La carte publiée par Liberation clôt cette présentation des diverses représentations cartographiques de la mobilisation étudiante. Il s’agit ici d’une carte dynamique et interactive qui présente la temporalité de la mobilisation. Cette approche originale décline l’évolution du mouvement depuis le 5 mars en représentant l’intensité de la mobilisation des étudiants au sein de leur université. Cela permet de montrer que la mobilisation a tendance à s’étendre et à s’intensifier avec de plus en plus d’établissements mobilisés. Le véritable avantage est que cette carte est mise à jour régulièrement et une liste est jointe pour préciser les activités sur chacun des lieux et renvoi vers d’autres pages web pour des informations supplémentaires. Cela propose une représentation originale de l’information ainsi qu’un suivi de l’ampleur du mouvement. Cependant, les cartes dynamiques présentées, qu’elles soient interactives ou non, semblent moins permettre au producteur d’exprimer son point de vue comme le permet les cartes statiques.

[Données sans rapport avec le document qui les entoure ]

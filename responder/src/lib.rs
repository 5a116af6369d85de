//! # Game Server Responder
//!
//! A small stand-in for a game server's status port. It answers the two
//! probes a server watcher sends:
//!
//! - `GOp` pings are answered with `GOp` followed by the protocol version,
//!   which the watcher uses to measure round trip time.
//! - `GOi` info polls are answered with the version, player counts and name
//!   currently advertised.
//!
//! The advertised info can be changed while running, and a drop rate can be
//! configured to simulate packet loss. Anything else arriving on the socket
//! is ignored.
//!
//! ## Usage Example
//!
//! ```rust,no_run
//! use protocol::ServerInfo;
//! use responder::network::Responder;
//!
//! #[tokio::main]
//! async fn main() -> Result<(), Box<dyn std::error::Error>> {
//!     let info = ServerInfo::new(0, 1, 4, 0, 32, "Local Test Server");
//!     let responder = Responder::bind("0.0.0.0:28970", info, 0.0).await?;
//!     responder.run().await?;
//!     Ok(())
//! }
//! ```

pub mod network;
//! Persisted list of favorite server addresses.

use crate::error::{Result, WatcherError};
use crate::server_watcher::ServerWatcher;
use log::{info, warn};
use serde::{Deserialize, Serialize};
use std::fs;
use std::io;
use std::path::Path;

/// Server addresses exactly as the user entered them.
#[derive(Debug, Default, Clone, PartialEq, Eq, Serialize, Deserialize)]
pub struct FavoriteServers {
    #[serde(default)]
    pub servers: Vec<String>,
}

impl FavoriteServers {
    /// Loads the list from a JSON file. A missing file is an empty list.
    pub fn load(path: impl AsRef<Path>) -> Result<Self> {
        let path = path.as_ref();
        match fs::read_to_string(path) {
            Ok(contents) => Ok(serde_json::from_str(&contents)?),
            Err(e) if e.kind() == io::ErrorKind::NotFound => {
                info!("No favorites file at {}, starting empty", path.display());
                Ok(Self::default())
            }
            Err(e) => Err(WatcherError::Store(format!("{}: {}", path.display(), e))),
        }
    }

    pub fn save(&self, path: impl AsRef<Path>) -> Result<()> {
        let path = path.as_ref();
        let contents = serde_json::to_string_pretty(self)?;
        fs::write(path, contents)
            .map_err(|e| WatcherError::Store(format!("{}: {}", path.display(), e)))
    }

    /// Collects the original addresses of every server `watcher` watches.
    pub fn from_watcher(watcher: &ServerWatcher) -> Self {
        Self {
            servers: watcher
                .servers()
                .iter()
                .map(|record| record.original_address().to_string())
                .collect(),
        }
    }

    /// Adds every address to `watcher`. Addresses that fail are skipped and
    /// returned together with their error.
    pub fn restore_into(&self, watcher: &ServerWatcher) -> Vec<(String, WatcherError)> {
        let mut failed = Vec::new();

        for address in &self.servers {
            if let Err(e) = watcher.add_server(address) {
                warn!("Skipping favorite '{}': {}", address, e);
                failed.push((address.clone(), e));
            }
        }

        failed
    }
}
//! Turns user supplied server addresses into IPv4 endpoints.

use crate::error::{Result, WatcherError};
use log::debug;
use std::net::{SocketAddr, SocketAddrV4, ToSocketAddrs};

/// Longest run of digits accepted as a port suffix.
const MAX_PORT_DIGITS: usize = 5;

/// Splits an optional `:port` suffix off `address`.
///
/// The first `:` followed by one to five digits is taken as the suffix. If
/// those digits do not fit a `u16` the suffix is left alone and
/// `default_port` is used instead.
pub fn split_port(address: &str, default_port: u16) -> (String, u16) {
    let bytes = address.as_bytes();

    for (colon, _) in address.match_indices(':') {
        let digits = bytes[colon + 1..]
            .iter()
            .take(MAX_PORT_DIGITS)
            .take_while(|b| b.is_ascii_digit())
            .count();

        if digits == 0 {
            continue;
        }

        let end = colon + 1 + digits;
        return match address[colon + 1..end].parse::<u16>() {
            Ok(port) => {
                let mut host = String::with_capacity(address.len());
                host.push_str(&address[..colon]);
                host.push_str(&address[end..]);
                (host, port)
            }
            Err(_) => (address.to_string(), default_port),
        };
    }

    (address.to_string(), default_port)
}

/// Resolves `address` (optionally suffixed with `:port`) to the first IPv4
/// endpoint it names. May block on name resolution.
pub fn resolve(address: &str, default_port: u16) -> Result<SocketAddrV4> {
    let address = address.trim();
    if address.is_empty() {
        return Err(WatcherError::Argument(
            "server address must not be empty".to_string(),
        ));
    }

    let (host, port) = split_port(address, default_port);
    if host.is_empty() {
        return Err(WatcherError::Resolution(host));
    }

    let candidates = (host.as_str(), port)
        .to_socket_addrs()
        .map_err(|e| {
            debug!("Lookup of {} failed: {}", host, e);
            WatcherError::Resolution(host.clone())
        })?;

    candidates
        .filter_map(|addr| match addr {
            SocketAddr::V4(v4) => Some(v4),
            SocketAddr::V6(_) => None,
        })
        .next()
        .ok_or(WatcherError::Resolution(host))
}
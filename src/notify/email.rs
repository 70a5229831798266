//! SMTP delivery of the finalized run report.

use std::time::Duration;

use lettre::message::header::ContentType;
use lettre::message::Mailbox;
use lettre::transport::smtp::authentication::Credentials;
use lettre::transport::smtp::client::{Tls, TlsParameters};
use lettre::{AsyncSmtpTransport, AsyncTransport, Message, Tokio1Executor};
use tracing::{debug, info, warn};

use crate::config::{EmailConfig, SmtpConfig};
use crate::error::Result;
use crate::report::RunReport;

use super::{local_hostname, wants_report};

const SMTP_TIMEOUT: Duration = Duration::from_secs(5);

/// True when this run should produce an email: the report gate passes and
/// every required setting (host, port, from, to, subject) is present.
pub fn should_send(smtp: &SmtpConfig, email: &EmailConfig, any_failed: bool) -> bool {
    wants_report(smtp.report_success, any_failed)
        && smtp.host.is_some()
        && smtp.port.is_some()
        && email.from.is_some()
        && email.to.is_some()
        && email.subject.is_some()
}

/// Render the subject template: `{hostname}`, `{periodicity}` and
/// `{result}` are substituted; anything else is left as written.
pub fn render_subject(
    template: &str,
    hostname: &str,
    periodicity: &str,
    any_failed: bool,
) -> String {
    let result = if any_failed { "ERROR" } else { "OK" };
    template
        .replace("{hostname}", hostname)
        .replace("{periodicity}", periodicity)
        .replace("{result}", result)
}

/// Deliver the report by email. Transport failures are logged and
/// swallowed; they never affect the run outcome.
pub async fn send(report: &RunReport, smtp: &SmtpConfig, email: &EmailConfig, periodicity: &str) {
    if !should_send(smtp, email, report.any_failed) {
        debug!("email report skipped (gate closed or settings incomplete)");
        return;
    }
    match deliver(report, smtp, email, periodicity).await {
        Ok(()) => info!("email report sent"),
        Err(e) => warn!("email report failed: {e}"),
    }
}

async fn deliver(
    report: &RunReport,
    smtp: &SmtpConfig,
    email: &EmailConfig,
    periodicity: &str,
) -> Result<()> {
    // should_send already verified these are present.
    let (Some(host), Some(port), Some(from), Some(to), Some(subject)) = (
        smtp.host.as_deref(),
        smtp.port,
        email.from.as_deref(),
        email.to.as_deref(),
        email.subject.as_deref(),
    ) else {
        return Ok(());
    };

    let subject = render_subject(subject, &local_hostname(), periodicity, report.any_failed);
    let message = Message::builder()
        .from(from.parse::<Mailbox>()?)
        .to(to.parse::<Mailbox>()?)
        .subject(subject)
        .header(ContentType::TEXT_PLAIN)
        .body(report.body())?;

    let tls = TlsParameters::new(host.to_string())?;
    let mut builder = AsyncSmtpTransport::<Tokio1Executor>::builder_dangerous(host)
        .port(port)
        .timeout(Some(SMTP_TIMEOUT))
        .tls(if smtp.implicit_tls {
            Tls::Wrapper(tls)
        } else {
            // Plaintext, upgraded when the server advertises STARTTLS.
            Tls::Opportunistic(tls)
        });
    if let Some(user) = smtp.user.as_deref() {
        builder = builder.credentials(Credentials::new(
            user.to_string(),
            smtp.pass.clone().unwrap_or_default(),
        ));
    }

    builder.build().send(message).await?;
    Ok(())
}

Publié sur http://www.liberation.fr/apps/2018/03/universite-facs-mobilisees/
Concernant le « Plan étudiant », les mécontentements liés à la loi ORE et particulièrement à la sélection à l’Université ne sont pas exprimés uniquement par les étudiants. Le corps enseignant et le personnel des Universités plus généralement s’expriment en refusant, par exemple, de soumettre les dossiers des bacheliers 2018 à des critères de sélection. Une liste exhaustive des établissements ou UFR qui se sont exprimés en ce sens est sur ce lien. Le nombre de structure est plus important que celui des universités abritant des mobilisations étudiantes et l’effet d’un phénomène localisé est alors atténué. Une cartographie de cette liste pourrait être faite et mettrait en avant un autre acteur de l’enseignement supérieur que les étudiants et une autre emprise du refus de cette nouvelle loi. Le mouvement tend à se modifier et à s’amplifier partout en France.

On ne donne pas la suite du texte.